### Task details
A line counts if it contains the word "QaError" at least once. State how many such lines the records contain, giving the number alone.

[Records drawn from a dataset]
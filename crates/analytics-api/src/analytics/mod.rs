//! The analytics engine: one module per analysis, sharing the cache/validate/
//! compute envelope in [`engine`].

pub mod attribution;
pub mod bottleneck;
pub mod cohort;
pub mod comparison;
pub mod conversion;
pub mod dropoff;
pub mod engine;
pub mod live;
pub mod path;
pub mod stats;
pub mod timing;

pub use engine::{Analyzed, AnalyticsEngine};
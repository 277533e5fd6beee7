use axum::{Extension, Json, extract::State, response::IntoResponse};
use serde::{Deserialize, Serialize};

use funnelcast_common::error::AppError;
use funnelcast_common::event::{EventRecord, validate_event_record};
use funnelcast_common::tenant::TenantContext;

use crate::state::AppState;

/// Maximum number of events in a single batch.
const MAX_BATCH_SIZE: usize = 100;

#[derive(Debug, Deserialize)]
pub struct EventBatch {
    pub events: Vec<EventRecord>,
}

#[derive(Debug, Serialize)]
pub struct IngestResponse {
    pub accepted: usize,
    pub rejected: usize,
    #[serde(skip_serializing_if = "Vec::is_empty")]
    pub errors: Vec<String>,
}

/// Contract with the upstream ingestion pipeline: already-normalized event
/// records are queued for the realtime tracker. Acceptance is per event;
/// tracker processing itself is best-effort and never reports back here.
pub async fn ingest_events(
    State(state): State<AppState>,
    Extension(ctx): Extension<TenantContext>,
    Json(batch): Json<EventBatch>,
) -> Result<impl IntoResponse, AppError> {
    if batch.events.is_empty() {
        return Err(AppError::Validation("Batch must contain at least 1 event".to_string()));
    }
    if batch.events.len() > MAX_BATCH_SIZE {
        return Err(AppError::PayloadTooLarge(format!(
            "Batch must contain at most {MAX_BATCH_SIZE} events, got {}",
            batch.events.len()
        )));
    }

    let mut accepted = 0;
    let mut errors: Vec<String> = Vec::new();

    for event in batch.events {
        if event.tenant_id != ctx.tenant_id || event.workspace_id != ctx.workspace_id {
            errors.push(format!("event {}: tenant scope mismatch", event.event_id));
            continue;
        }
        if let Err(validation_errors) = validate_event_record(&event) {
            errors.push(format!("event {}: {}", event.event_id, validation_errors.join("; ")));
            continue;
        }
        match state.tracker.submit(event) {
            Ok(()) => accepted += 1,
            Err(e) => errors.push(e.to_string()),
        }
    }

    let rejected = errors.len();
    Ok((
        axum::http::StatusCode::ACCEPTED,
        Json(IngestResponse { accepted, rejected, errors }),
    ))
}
==
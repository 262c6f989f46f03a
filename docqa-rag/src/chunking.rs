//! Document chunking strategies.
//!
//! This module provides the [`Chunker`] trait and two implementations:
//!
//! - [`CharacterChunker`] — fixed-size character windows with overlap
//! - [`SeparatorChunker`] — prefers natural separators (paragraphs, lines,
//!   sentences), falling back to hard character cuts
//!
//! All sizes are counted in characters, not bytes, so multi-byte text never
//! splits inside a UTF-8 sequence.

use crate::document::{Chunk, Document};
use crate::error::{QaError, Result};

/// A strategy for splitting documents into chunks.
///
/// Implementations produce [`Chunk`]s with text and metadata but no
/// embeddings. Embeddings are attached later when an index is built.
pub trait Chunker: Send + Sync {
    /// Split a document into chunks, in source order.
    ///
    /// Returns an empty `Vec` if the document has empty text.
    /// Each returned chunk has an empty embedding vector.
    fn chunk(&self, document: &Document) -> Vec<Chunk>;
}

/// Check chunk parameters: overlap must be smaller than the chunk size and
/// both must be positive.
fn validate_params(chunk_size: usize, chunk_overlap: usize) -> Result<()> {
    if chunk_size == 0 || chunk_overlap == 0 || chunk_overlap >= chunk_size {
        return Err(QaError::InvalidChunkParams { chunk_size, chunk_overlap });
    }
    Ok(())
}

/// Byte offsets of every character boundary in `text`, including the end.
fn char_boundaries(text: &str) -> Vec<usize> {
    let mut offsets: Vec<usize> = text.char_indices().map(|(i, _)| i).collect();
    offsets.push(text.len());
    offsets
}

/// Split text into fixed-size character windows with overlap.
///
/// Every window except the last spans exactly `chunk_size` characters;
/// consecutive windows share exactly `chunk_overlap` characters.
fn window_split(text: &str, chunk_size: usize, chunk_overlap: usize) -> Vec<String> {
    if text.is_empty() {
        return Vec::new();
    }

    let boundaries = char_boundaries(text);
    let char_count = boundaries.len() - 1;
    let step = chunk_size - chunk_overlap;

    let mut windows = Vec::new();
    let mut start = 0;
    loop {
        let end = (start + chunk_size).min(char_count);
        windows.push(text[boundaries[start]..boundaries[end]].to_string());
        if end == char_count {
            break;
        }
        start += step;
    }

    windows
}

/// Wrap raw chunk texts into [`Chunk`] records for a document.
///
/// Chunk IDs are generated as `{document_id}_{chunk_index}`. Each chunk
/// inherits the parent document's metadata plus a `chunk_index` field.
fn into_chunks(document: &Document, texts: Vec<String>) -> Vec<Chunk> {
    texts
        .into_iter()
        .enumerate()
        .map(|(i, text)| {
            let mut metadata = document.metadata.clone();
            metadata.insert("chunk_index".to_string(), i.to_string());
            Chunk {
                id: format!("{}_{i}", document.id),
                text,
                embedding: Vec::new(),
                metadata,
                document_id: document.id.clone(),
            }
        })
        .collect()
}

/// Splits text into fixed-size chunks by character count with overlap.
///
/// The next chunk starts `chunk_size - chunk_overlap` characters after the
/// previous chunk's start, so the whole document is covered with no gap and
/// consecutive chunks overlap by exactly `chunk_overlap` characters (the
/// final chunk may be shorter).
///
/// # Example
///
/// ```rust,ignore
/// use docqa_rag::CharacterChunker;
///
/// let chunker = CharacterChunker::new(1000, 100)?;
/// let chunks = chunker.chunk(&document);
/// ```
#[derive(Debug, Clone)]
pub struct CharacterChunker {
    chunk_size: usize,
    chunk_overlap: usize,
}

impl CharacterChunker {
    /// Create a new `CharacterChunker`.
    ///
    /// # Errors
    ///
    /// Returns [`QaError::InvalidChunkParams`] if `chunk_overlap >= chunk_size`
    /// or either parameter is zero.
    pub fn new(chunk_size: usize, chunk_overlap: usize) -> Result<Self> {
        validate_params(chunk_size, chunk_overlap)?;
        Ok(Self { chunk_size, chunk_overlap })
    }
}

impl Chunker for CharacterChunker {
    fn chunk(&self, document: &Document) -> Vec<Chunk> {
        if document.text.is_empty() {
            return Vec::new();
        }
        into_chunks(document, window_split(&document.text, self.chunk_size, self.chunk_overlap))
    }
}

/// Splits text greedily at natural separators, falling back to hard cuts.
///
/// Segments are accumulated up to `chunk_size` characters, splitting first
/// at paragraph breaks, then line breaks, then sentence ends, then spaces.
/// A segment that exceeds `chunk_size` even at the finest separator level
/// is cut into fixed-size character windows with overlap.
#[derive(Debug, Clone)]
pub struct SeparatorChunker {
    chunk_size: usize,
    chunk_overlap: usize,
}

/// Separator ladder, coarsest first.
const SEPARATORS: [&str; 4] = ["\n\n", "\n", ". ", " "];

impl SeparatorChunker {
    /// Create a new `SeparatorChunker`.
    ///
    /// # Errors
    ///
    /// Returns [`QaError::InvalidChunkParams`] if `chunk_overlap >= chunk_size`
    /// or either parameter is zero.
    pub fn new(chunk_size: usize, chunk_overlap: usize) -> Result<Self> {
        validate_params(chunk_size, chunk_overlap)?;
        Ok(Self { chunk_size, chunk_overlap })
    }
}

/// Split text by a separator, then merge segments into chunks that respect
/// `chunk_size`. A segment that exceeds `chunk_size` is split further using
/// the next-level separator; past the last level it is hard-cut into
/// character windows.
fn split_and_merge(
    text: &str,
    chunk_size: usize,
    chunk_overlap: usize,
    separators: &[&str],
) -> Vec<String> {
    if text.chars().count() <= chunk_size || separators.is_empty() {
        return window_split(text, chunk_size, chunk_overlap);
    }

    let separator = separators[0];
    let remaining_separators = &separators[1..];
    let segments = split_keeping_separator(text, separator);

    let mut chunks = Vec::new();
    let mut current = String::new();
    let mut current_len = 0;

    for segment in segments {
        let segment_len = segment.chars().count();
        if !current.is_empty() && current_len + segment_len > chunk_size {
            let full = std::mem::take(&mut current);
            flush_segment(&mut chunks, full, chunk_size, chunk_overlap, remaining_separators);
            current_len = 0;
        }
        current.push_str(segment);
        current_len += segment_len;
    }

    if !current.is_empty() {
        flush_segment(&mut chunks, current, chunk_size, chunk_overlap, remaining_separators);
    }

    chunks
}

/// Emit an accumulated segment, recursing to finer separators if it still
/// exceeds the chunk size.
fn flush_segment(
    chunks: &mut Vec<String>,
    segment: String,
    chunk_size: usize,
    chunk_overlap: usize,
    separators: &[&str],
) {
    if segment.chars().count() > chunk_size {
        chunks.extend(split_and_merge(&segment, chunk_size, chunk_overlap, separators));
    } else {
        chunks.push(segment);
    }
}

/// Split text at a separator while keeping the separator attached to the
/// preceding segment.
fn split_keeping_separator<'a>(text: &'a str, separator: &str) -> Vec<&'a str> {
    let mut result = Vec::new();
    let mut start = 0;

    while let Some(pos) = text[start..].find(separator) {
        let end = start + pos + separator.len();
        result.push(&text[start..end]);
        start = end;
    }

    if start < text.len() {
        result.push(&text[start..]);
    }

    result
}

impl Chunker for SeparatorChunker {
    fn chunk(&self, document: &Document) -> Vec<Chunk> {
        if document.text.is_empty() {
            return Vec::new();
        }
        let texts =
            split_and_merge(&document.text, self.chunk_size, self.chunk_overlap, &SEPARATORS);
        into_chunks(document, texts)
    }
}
==
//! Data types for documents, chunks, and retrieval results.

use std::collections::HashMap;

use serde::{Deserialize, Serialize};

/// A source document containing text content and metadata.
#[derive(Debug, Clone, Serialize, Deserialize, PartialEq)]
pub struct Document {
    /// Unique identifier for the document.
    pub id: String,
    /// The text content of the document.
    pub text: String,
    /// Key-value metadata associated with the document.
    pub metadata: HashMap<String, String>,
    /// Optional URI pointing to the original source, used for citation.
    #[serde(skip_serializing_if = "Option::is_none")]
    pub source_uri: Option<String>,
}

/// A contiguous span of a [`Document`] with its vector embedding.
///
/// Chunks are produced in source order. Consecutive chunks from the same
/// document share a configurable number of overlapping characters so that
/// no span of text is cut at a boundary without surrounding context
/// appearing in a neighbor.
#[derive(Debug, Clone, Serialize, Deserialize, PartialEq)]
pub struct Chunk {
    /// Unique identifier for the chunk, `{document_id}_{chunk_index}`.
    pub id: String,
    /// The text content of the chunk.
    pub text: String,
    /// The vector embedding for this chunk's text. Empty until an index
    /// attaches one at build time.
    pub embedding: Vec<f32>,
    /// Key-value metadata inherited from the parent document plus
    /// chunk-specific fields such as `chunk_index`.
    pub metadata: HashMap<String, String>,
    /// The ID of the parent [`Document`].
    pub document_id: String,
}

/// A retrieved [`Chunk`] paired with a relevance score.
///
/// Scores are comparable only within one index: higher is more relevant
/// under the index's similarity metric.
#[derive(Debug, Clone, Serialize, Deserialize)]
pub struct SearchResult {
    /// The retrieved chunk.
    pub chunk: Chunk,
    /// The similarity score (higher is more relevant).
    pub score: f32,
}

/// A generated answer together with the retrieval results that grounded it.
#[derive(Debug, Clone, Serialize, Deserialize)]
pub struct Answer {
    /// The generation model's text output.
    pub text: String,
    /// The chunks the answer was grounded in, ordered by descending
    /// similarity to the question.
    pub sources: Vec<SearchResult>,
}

### Output for this exercise
4